Sunday, December 12, 2010

I wonder as I wander

This is a great Christmas song--joy, but also a haunting, mysterious quality.



I Wonder as I Wander
Words and Music by John Jacob Niles

I wonder as I wander out under the sky
How Jesus the Saviour did come for to die
For poor on'ry people like you and like I;
I wonder as I wander out under the sky

When Mary birthed Jesus 'twas in a cow's stall
With wise men and farmers and shepherds and all
But high from God's heaven, a star's light did fall
And the promise of ages it then did recall.

If Jesus had wanted for any wee thing
A star in the sky or a bird on the wing
Or all of God's Angels in heaven to sing
He surely could have it, 'cause he was the King

That first line "I wonder as I wander out under the sky," just puts into a few words the human condition: I wander out under the sky. And the first verse expresses a mystery worth contemplating: Why did Jesus come and die for ornery people like us? And I like that the melody is unresolved at the end because we never can solve that mystery, only ponder it in our hearts, like the Blessed Virgin.

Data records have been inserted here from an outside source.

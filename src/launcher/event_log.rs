//! Event Log
//!
//! Append-only record of launch attempts. Each attempt writes one line:
//!
//! ```text
//! Starting synth... [2018-04-18 09:00:01]
//! ```
//!
//! The file is never truncated or rotated.

use std::fs::{self, OpenOptions};
use std::io::Write;
use std::path::{Path, PathBuf};

use chrono::NaiveDateTime;

use crate::error::{LaunchError, Result};

/// Message recorded for every launch attempt.
pub const LAUNCH_MESSAGE: &str = "Starting synth...";

/// Timestamp format used inside the brackets.
pub const TIMESTAMP_FORMAT: &str = "%Y-%m-%d %H:%M:%S";

/// A single parsed log line.
#[derive(Debug, Clone, PartialEq, Eq)]
pub struct LaunchLogEntry {
    pub timestamp: NaiveDateTime,
    pub message: String,
}

impl LaunchLogEntry {
    /// Render as `<message> [<timestamp>]`, without the newline.
    pub fn to_line(&self) -> String {
        format!(
            "{} [{}]",
            self.message,
            self.timestamp.format(TIMESTAMP_FORMAT)
        )
    }

    /// Parse a line written by [`LaunchLogEntry::to_line`].
    pub fn parse(line: &str) -> Option<Self> {
        let line = line.trim_end();
        let body = line.strip_suffix(']')?;
        let open = body.rfind(" [")?;
        let timestamp = NaiveDateTime::parse_from_str(&body[open + 2..], TIMESTAMP_FORMAT).ok()?;
        Some(Self {
            timestamp,
            message: body[..open].to_string(),
        })
    }
}

/// Append-only launch log at a fixed path.
#[derive(Debug, Clone)]
pub struct EventLog {
    path: PathBuf,
}

impl EventLog {
    pub fn new(path: impl Into<PathBuf>) -> Self {
        Self { path: path.into() }
    }

    pub fn path(&self) -> &Path {
        &self.path
    }

    /// Append one line. The line goes out in a single write so concurrent
    /// appenders cannot interleave inside it.
    pub fn record(&self, message: &str, timestamp: NaiveDateTime) -> Result<()> {
        let entry = LaunchLogEntry {
            timestamp,
            message: message.to_string(),
        };
        let line = format!("{}\n", entry.to_line());

        let mut file = OpenOptions::new()
            .create(true)
            .append(true)
            .open(&self.path)
            .map_err(|e| self.write_error(e))?;

        file.write_all(line.as_bytes())
            .map_err(|e| self.write_error(e))?;

        Ok(())
    }

    /// Record the standard launch message stamped with local time.
    pub fn record_launch(&self) -> Result<()> {
        self.record(LAUNCH_MESSAGE, chrono::Local::now().naive_local())
    }

    /// Read all well-formed entries, oldest first. A missing log is empty.
    /// Lines that are not UTF-8 or not in the launch format are skipped.
    pub fn entries(&self) -> Result<Vec<LaunchLogEntry>> {
        if !self.path.exists() {
            return Ok(Vec::new());
        }
        let content = fs::read(&self.path)?;
        Ok(content
            .split(|&b| b == b'\n')
            .filter_map(|line| std::str::from_utf8(line).ok())
            .filter_map(LaunchLogEntry::parse)
            .collect())
    }

    fn write_error(&self, source: std::io::Error) -> LaunchError {
        LaunchError::LogWrite {
            path: self.path.clone(),
            source,
        }
    }
}
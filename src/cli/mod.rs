//! CLI Module
//!
//! Command-line interface used by boot scripts and by hand over SSH.

pub mod commands;

use clap::{Parser, Subcommand};
use std::path::PathBuf;

use crate::config::DuplicatePolicy;

/// Synth demo launcher - start the sensor synth unattended
#[derive(Parser, Debug)]
#[command(name = "synth-launcher")]
#[command(version, about, long_about = None)]
pub struct Cli {
    /// Enable verbose output
    #[arg(short, long, global = true)]
    pub verbose: bool,

    /// Settings file (JSON). Built-in defaults are used when omitted
    #[arg(short, long, global = true)]
    pub config: Option<PathBuf>,

    #[command(subcommand)]
    pub command: Option<Commands>,
}

#[derive(Subcommand, Debug)]
pub enum Commands {
    /// Log the launch and start the demo detached
    #[command(name = "launch")]
    Launch {
        /// Run inside a persistent tmux session
        #[arg(short, long)]
        persistent: bool,

        /// Session name (implies --persistent)
        #[arg(long)]
        session_name: Option<String>,

        /// What to do if the session already exists: reuse, restart, reject
        #[arg(long)]
        on_duplicate: Option<DuplicatePolicy>,

        /// Display target for the demo, e.g. :0.0
        #[arg(short, long)]
        display: Option<String>,

        /// Validate and print the command without starting anything
        #[arg(long)]
        dry_run: bool,
    },

    /// Print the demo command line
    #[command(name = "print-command")]
    PrintCommand,

    /// Check samples, demo directory and display without launching
    #[command(name = "validate")]
    Validate,

    /// Start the demo in a persistent session, failing if tmux is unavailable
    #[command(name = "session")]
    Session {
        /// Session name
        #[arg(short, long)]
        name: Option<String>,
    },

    /// Show recent launches from the launch log
    #[command(name = "history")]
    History {
        /// Number of entries to show
        #[arg(short, long, default_value_t = 10)]
        limit: usize,
    },

    /// Write the default settings to a file
    #[command(name = "init-config")]
    InitConfig {
        /// Destination path
        path: PathBuf,

        /// Overwrite an existing file
        #[arg(long)]
        force: bool,
    },
}

/// Overrides for the `launch` subcommand.
#[derive(Debug, Default, Clone)]
pub struct LaunchOverrides {
    pub persistent: bool,
    pub session_name: Option<String>,
    pub on_duplicate: Option<DuplicatePolicy>,
    pub display: Option<String>,
    pub dry_run: bool,
}
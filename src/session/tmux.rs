//! tmux backend for the session host.

use std::process::{Command, Output, Stdio};

use log::debug;

use crate::error::{LaunchError, Result};
use crate::launcher::CommandSpec;
use crate::session::Multiplexer;

/// Shell that takes over a kept session once the demo exits.
const KEEP_SHELL_SUFFIX: &str = "exec \"${SHELL:-/bin/sh}\"";

/// Drives the `tmux` binary.
#[derive(Debug, Clone)]
pub struct Tmux {
    binary: String,
}

impl Default for Tmux {
    fn default() -> Self {
        Self {
            binary: "tmux".to_string(),
        }
    }
}

impl Tmux {
    /// Use a specific tmux binary.
    pub fn with_binary(binary: impl Into<String>) -> Self {
        Self {
            binary: binary.into(),
        }
    }

    fn run(&self, args: &[&str]) -> Result<Output> {
        debug!("{} {}", self.binary, args.join(" "));
        Command::new(&self.binary)
            .args(args)
            .stdin(Stdio::null())
            .output()
            .map_err(|e| LaunchError::Session {
                reason: format!("failed to run {}: {}", self.binary, e),
            })
    }

    fn run_checked(&self, args: &[&str]) -> Result<()> {
        let output = self.run(args)?;
        if output.status.success() {
            Ok(())
        } else {
            Err(LaunchError::Session {
                reason: format!(
                    "{} {} failed: {}",
                    self.binary,
                    args.first().copied().unwrap_or_default(),
                    String::from_utf8_lossy(&output.stderr).trim()
                ),
            })
        }
    }
}

/// Exact-match target so `synth` never matches a session called `synth-2`.
fn target(name: &str) -> String {
    format!("={}", name)
}

/// Shell command run inside the session. Environment entries are prefixed
/// so they reach the demo without touching the tmux server's environment.
pub fn session_shell_command(command: &CommandSpec, keep_shell: bool) -> String {
    let mut line = String::new();
    for (key, value) in &command.env {
        let value = shlex::try_quote(value)
            .map(|v| v.into_owned())
            .unwrap_or_else(|_| value.clone());
        line.push_str(&format!("{}={} ", key, value));
    }
    line.push_str(&command.shell_line());

    if keep_shell {
        line.push_str("; ");
        line.push_str(KEEP_SHELL_SUFFIX);
    }
    line
}

impl Multiplexer for Tmux {
    fn is_available(&self) -> bool {
        self.run(&["-V"])
            .map(|output| output.status.success())
            .unwrap_or(false)
    }

    fn has_session(&self, name: &str) -> Result<bool> {
        let output = self.run(&["has-session", "-t", &target(name)])?;
        Ok(output.status.success())
    }

    fn new_session(&self, name: &str, command: &CommandSpec, keep_shell: bool) -> Result<()> {
        let dir = command.current_dir.to_string_lossy();
        let shell_command = session_shell_command(command, keep_shell);
        self.run_checked(&["new-session", "-d", "-s", name, "-c", &dir, &shell_command])
    }

    fn kill_session(&self, name: &str) -> Result<()> {
        self.run_checked(&["kill-session", "-t", &target(name)])
    }
}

I always thought the whole thing was an Appalachian folk song until today when I did a little online research and found that the composer John Jacob Niles has written this about the song:

I Wonder As I Wander grew out of three lines of music sung for me by a girl who called herself Annie Morgan. The place was Murphy, North Carolina,and the time was July, 1933. The Morgan family, revivalists all, were about to be ejected by the police, after having camped in the town square for some little time, coking, washing, hanging their wash from the Confederate monument and generally conducting themselves in such a way as to be classed a public nuisance. Preacher Morgan and his wife plead poverty; they had to hold one more meeting in order to buy enough gas to get out of town. It was then that Annie Morgan came out--a tousled, unwashed blond, and very lovely. She sang the first three lines of the verse of "I Wonder As I Wander". At twenty-five cents a performance, I tried to get her to sing all the song. After eight tries, all of which are carefully recorded in my notes, I had only three lines of verse, a garbled fragment of melodic material--and a magnificent idea. With the writing of additional verses and the development of the original melodic material, "I Wonder As I Wander" came into being. I sang it for five years in my concerts before it caught on. Since then, it has been sung by soloists and choral groups wherever the English language is spoken and sung.

It's interesting that the most profound verse did come out of that sort of spontaneous, instinctive singing--it's an idea that wells up naturally from the heart. What Mr. Niles did with this simple fragment was draw out the original theme, make a whole work, and then bring it to a wider audience. But the quality that appeals to the listener comes from the original source.